=== Section Start ===

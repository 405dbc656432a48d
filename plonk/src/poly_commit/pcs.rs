use crate::poly_commit::errors::PCSResult;
use ark_std::fmt::Debug;
use kestrel_algebra::prelude::*;
use serde::{Deserialize, Serialize};

/// The trait for help serialize to bytes,
/// implement by polynomial commitment.
pub trait ToBytes {
    /// Convert to bytes.
    fn to_bytes(&self) -> Vec<u8>;
}

/// The trait for homomorphic polynomial commitment elements.
pub trait HomomorphicPolyComElem: ToBytes + Sized {
    /// This is the scalar field of the polynomial.
    type Scalar;

    /// Get base (generator) of the group.
    fn get_base() -> Self;

    /// Get identity of the group.
    fn get_identity() -> Self;

    /// Add the underlying polynomials.
    fn add(&self, other: &Self) -> Self;

    /// Add assign the underlying polynomials.
    fn add_assign(&mut self, other: &Self);

    /// Subtract the underlying polynomials.
    fn sub(&self, other: &Self) -> Self;

    /// Subtract assign the underlying polynomials.
    fn sub_assign(&mut self, other: &Self);

    /// Multiply underlying polynomial by scalar `exp`.
    fn mul(&self, exp: &Self::Scalar) -> Self;

    /// Multiply assign underlying polynomial by scalar `exp`.
    fn mul_assign(&mut self, exp: &Self::Scalar);
}

/// Proof that a committed polynomial evaluates to `claimed_value` at some point.
#[derive(Debug, Deserialize, Eq, PartialEq, Serialize, Clone)]
pub struct OpeningProof<C, F> {
    /// The commitment to the quotient (f(X) - y) / (X - x).
    pub witness: C,
    /// The claimed evaluation.
    pub claimed_value: F,
}

/// Proof that several committed polynomials evaluate to `claimed_values`
/// at one common point.
#[derive(Debug, Deserialize, Eq, PartialEq, Serialize, Clone)]
pub struct BatchOpeningProof<C, F> {
    /// The commitment to the quotient of the folded polynomial.
    pub witness: C,
    /// The claimed evaluations, one per commitment, in commitment order.
    pub claimed_values: Vec<F>,
}

/// Define the opening proof by given `PolyComScheme`.
pub type OpeningPf<PCS> =
    OpeningProof<<PCS as PolyComScheme>::Commitment, <PCS as PolyComScheme>::Field>;

/// Define the batched opening proof by given `PolyComScheme`.
pub type BatchOpeningPf<PCS> =
    BatchOpeningProof<<PCS as PolyComScheme>::Commitment, <PCS as PolyComScheme>::Field>;

/// Trait for the verifier side of a polynomial commitment scheme.
pub trait PolyComScheme: Sized {
    /// Type of prime field.
    type Field: Scalar;

    /// Type of commitment produces, need to implement `HomomorphicPolyComElem`.
    type Commitment: HomomorphicPolyComElem<Scalar = Self::Field>
        + Debug
        + PartialEq
        + Eq
        + Clone
        + Send
        + Sync
        + Serialize
        + for<'de> Deserialize<'de>;

    /// Verify that the polynomial inside `commitment` evaluates to
    /// `proof.claimed_value` on input `point`.
    fn verify(
        &self,
        commitment: &Self::Commitment,
        point: &Self::Field,
        proof: &OpeningPf<Self>,
    ) -> PCSResult<()>;

    /// Verify that each `commitments[i]` evaluates to `proof.claimed_values[i]`
    /// on the common input `point`.
    fn batch_verify_single_point(
        &self,
        commitments: &[&Self::Commitment],
        point: &Self::Field,
        proof: &BatchOpeningPf<Self>,
    ) -> PCSResult<()>;
}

=== Section End ===

Exercise. Each of the records is to be written out again exactly.

Reply to the exercise.
repository 405dbc656432a48d
filename plonk/src/poly_commit/pcs.rs
use crate::poly_commit::errors::PCSResult;
use ark_std::fmt::Debug;
use kestrel_algebra::prelude::*;
use serde::{Deserialize, Serialize};

/// The trait for help serialize to bytes,
/// implement by polynomial commitment.
pub trait ToBytes {
    /// Convert to bytes.
    fn to_bytes(&self) -> Vec<u8>;
}

/// The trait for homomorphic polynomial commitment elements.
pub trait HomomorphicPolyComElem: ToBytes + Sized {
    /// This is the scalar field of the polynomial.
    type Scalar;

    /// Get base (generator) of the group.
    fn get_base() -> Self;

    /// Get identity of the group.
    fn get_identity() -> Self;

    /// Add the underlying polynomials.
    fn add(&self, other: &Self) -> Self;

    /// Add assign the underlying polynomials.
    fn add_assign(&mut self, other: &Self);

    /// Subtract the underlying polynomials.
    fn sub(&self, other: &Self) -> Self;

    /// Subtract assign the underlying polynomials.
    fn sub_assign(&mut self, other: &Self);

    /// Multiply underlying polynomial by scalar `exp`.
    fn mul(&self, exp: &Self::Scalar) -> Self;

    /// Multiply assign underlying polynomial by scalar `exp`.
    fn mul_assign(&mut self, exp: &Self::Scalar);
}

/// Proof that a committed polynomial evaluates to `claimed_value` at some point.
#[derive(Debug, Deserialize, Eq, PartialEq, Serialize, Clone)]
pub struct OpeningProof<C, F> {
    /// The commitment to the quotient (f(X) - y) / (X - x).
    pub witness: C,
    /// The claimed evaluation.
    pub claimed_value: F,
}

/// Proof that several committed polynomials evaluate to `claimed_values`
/// at one common point.
#[derive(Debug, Deserialize, Eq, PartialEq, Serialize, Clone)]
pub struct BatchOpeningProof<C, F> {
    /// The commitment to the quotient of the folded polynomial.
    pub witness: C,
    /// The claimed evaluations, one per commitment, in commitment order.
    pub claimed_values: Vec<F>,
}

/// Define the opening proof by given `PolyComScheme`.
pub type OpeningPf<PCS> =
    OpeningProof<<PCS as PolyComScheme>::Commitment, <PCS as PolyComScheme>::Field>;

/// Define the batched opening proof by given `PolyComScheme`.
pub type BatchOpeningPf<PCS> =
    BatchOpeningProof<<PCS as PolyComScheme>::Commitment, <PCS as PolyComScheme>::Field>;

/// Trait for the verifier side of a polynomial commitment scheme.
pub trait PolyComScheme: Sized {
    /// Type of prime field.
    type Field: Scalar;

    /// Type of commitment produces, need to implement `HomomorphicPolyComElem`.
    type Commitment: HomomorphicPolyComElem<Scalar = Self::Field>
        + Debug
        + PartialEq
        + Eq
        + Clone
        + Send
        + Sync
        + Serialize
        + for<'de> Deserialize<'de>;

    /// Verify that the polynomial inside `commitment` evaluates to
    /// `proof.claimed_value` on input `point`.
    fn verify(
        &self,
        commitment: &Self::Commitment,
        point: &Self::Field,
        proof: &OpeningPf<Self>,
    ) -> PCSResult<()>;

    /// Verify that each `commitments[i]` evaluates to `proof.claimed_values[i]`
    /// on the common input `point`.
    fn batch_verify_single_point(
        &self,
        commitments: &[&Self::Commitment],
        point: &Self::Field,
        proof: &BatchOpeningPf<Self>,
    ) -> PCSResult<()>;
}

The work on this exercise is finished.